REVUE AUTOMOBILE: Avec le projet E-Bike-City, vous déclarez la guerre aux automobilistes. Les voies de circulation et les places de stationnement doivent être réduites de manière drastique, n’est-ce pas?

Kay Axhausen: Non, je ne déclare pas la guerre aux propriétaires de voitures. Dans ce projet, nous nous demandons ce que la Suisse peut faire pour respecter ses engagements climatiques dans le secteur des transports si les plans actuels échouent. Nous avons besoin d’un plan B, ou mieux, de plusieurs plans B, afin de pouvoir changer de cap à temps. Dans ce scénario-test, la mobilité douce obtient une large place afin d’en faire une alternative sérieuse. Un développement timide de différentes solutions ne suffira pas.

La voiture a-t-elle encore sa place dans votre vision de l’avenir des transports?

Oui, l’idée est que chaque lieu soit accessible en voiture, notamment les véhicules d’urgence, les camionnettes, les taxis, la police, les artisans, mais aussi les véhicules des habitants.

Ne négligez-vous pas l’aspect économique de l’automobilité?

Le système de transport produit de «l’accessibilité» et permet à chacun de participer à la vie sociale. La mobilité individuelle y apporte sa contribution.

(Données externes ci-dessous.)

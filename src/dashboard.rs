//! Read-only views over login events, enrollments, and chat sessions.
//! Nothing in here mutates source data; every figure is derived at read
//! time.

use chrono::NaiveDateTime;
use serde::{Deserialize, Serialize};
use sqlx::{Pool, Sqlite};
use tracing::instrument;

use crate::error::AppError;

#[derive(sqlx::FromRow, Serialize, Clone)]
pub struct LoginActivity {
    pub user_id: i64,
    pub username: String,
    pub display_name: String,
    pub login_count: i64,
    pub last_seen: NaiveDateTime,
}

#[derive(sqlx::FromRow, Serialize, Deserialize, Clone)]
pub struct SessionStats {
    pub session_count: i64,
    pub completed_session_count: i64,
    /// Mean of (last_activity - created_at) over sessions with at least one
    /// assistant message. None when no session has completed a round trip;
    /// abandoned sessions never drag the average down.
    pub mean_session_seconds: Option<f64>,
}

#[derive(sqlx::FromRow, Serialize, Clone)]
pub struct EnrollmentOverview {
    pub enrollment_id: i64,
    pub student: String,
    pub course: String,
    pub enrolled_at: NaiveDateTime,
    pub completed_at: Option<NaiveDateTime>,
    pub goals_total: i64,
    pub goals_completed: i64,
    pub mean_session_minutes: Option<f64>,
}

/// Per-user login counts and last-seen timestamps, newest activity first.
#[instrument(skip(pool))]
pub async fn login_activity(pool: &Pool<Sqlite>) -> Result<Vec<LoginActivity>, AppError> {
    let rows = sqlx::query_as::<_, LoginActivity>(
        "SELECT u.id AS user_id,
                u.username,
                u.display_name,
                COUNT(e.id) AS login_count,
                MAX(e.logged_in_at) AS last_seen
         FROM login_events e
         JOIN users u ON u.id = e.user_id
         GROUP BY u.id, u.username, u.display_name
         ORDER BY last_seen DESC",
    )
    .fetch_all(pool)
    .await?;

    Ok(rows)
}

/// Chat-session statistics for one user across all of their enrollments.
#[instrument(skip(pool))]
pub async fn session_stats(pool: &Pool<Sqlite>, user_id: i64) -> Result<SessionStats, AppError> {
    let stats = sqlx::query_as::<_, SessionStats>(
        "SELECT COUNT(*) AS session_count,
                COUNT(CASE WHEN EXISTS (
                    SELECT 1 FROM messages m
                    WHERE m.session_id = s.id AND m.sender = 'assistant'
                ) THEN 1 END) AS completed_session_count,
                AVG(CASE WHEN EXISTS (
                    SELECT 1 FROM messages m
                    WHERE m.session_id = s.id AND m.sender = 'assistant'
                ) THEN (julianday(s.last_activity) - julianday(s.created_at)) * 86400.0 END)
                    AS mean_session_seconds
         FROM chat_sessions s
         JOIN enrollments en ON en.id = s.enrollment_id
         WHERE en.user_id = ?",
    )
    .bind(user_id)
    .fetch_one(pool)
    .await?;

    Ok(stats)
}

/// Per-enrollment progress overview for the teacher dashboard.
#[instrument(skip(pool))]
pub async fn course_overview(pool: &Pool<Sqlite>) -> Result<Vec<EnrollmentOverview>, AppError> {
    let rows = sqlx::query_as::<_, EnrollmentOverview>(
        "SELECT en.id AS enrollment_id,
                u.username AS student,
                c.title AS course,
                en.enrolled_at,
                en.completed_at,
                (SELECT COUNT(*) FROM learning_goals g WHERE g.course_id = c.id) AS goals_total,
                (SELECT COUNT(*) FROM checkpoints cp WHERE cp.enrollment_id = en.id) AS goals_completed,
                (SELECT AVG((julianday(s.last_activity) - julianday(s.created_at)) * 1440.0)
                 FROM chat_sessions s
                 WHERE s.enrollment_id = en.id
                   AND EXISTS (
                       SELECT 1 FROM messages m
                       WHERE m.session_id = s.id AND m.sender = 'assistant'
                   )) AS mean_session_minutes
         FROM enrollments en
         JOIN users u ON u.id = en.user_id
         JOIN courses c ON c.id = en.course_id
         ORDER BY u.username, c.title",
    )
    .fetch_all(pool)
    .await?;

    Ok(rows)
}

Nous testerons et rendrons compte dans les modélisations de la manière dont cette accessibilité évolue pour toutes les personnes, en tenant compte bien sûr des changements d’arrêts de trafic attendus.

Si vous vous souciez du climat, vous pourriez aussi planifier l’utilisation de voitures électriques. Mais pourquoi optez-vous plutôt pour les vélos?

La voiture électrique apportera une contribution importante, mais en l’état actuel des connaissances, cette contribution sera trop faible et arrivera trop tard pour atteindre les objectifs climatiques. Les vélos électriques sont une très bonne alternative en ville et probablement aussi dans les parties denses de l’agglomération zurichoise.

Vous cherchez explicitement le contact avec le monde politique. Dans quelle mesure votre recherche est-elle indépendante?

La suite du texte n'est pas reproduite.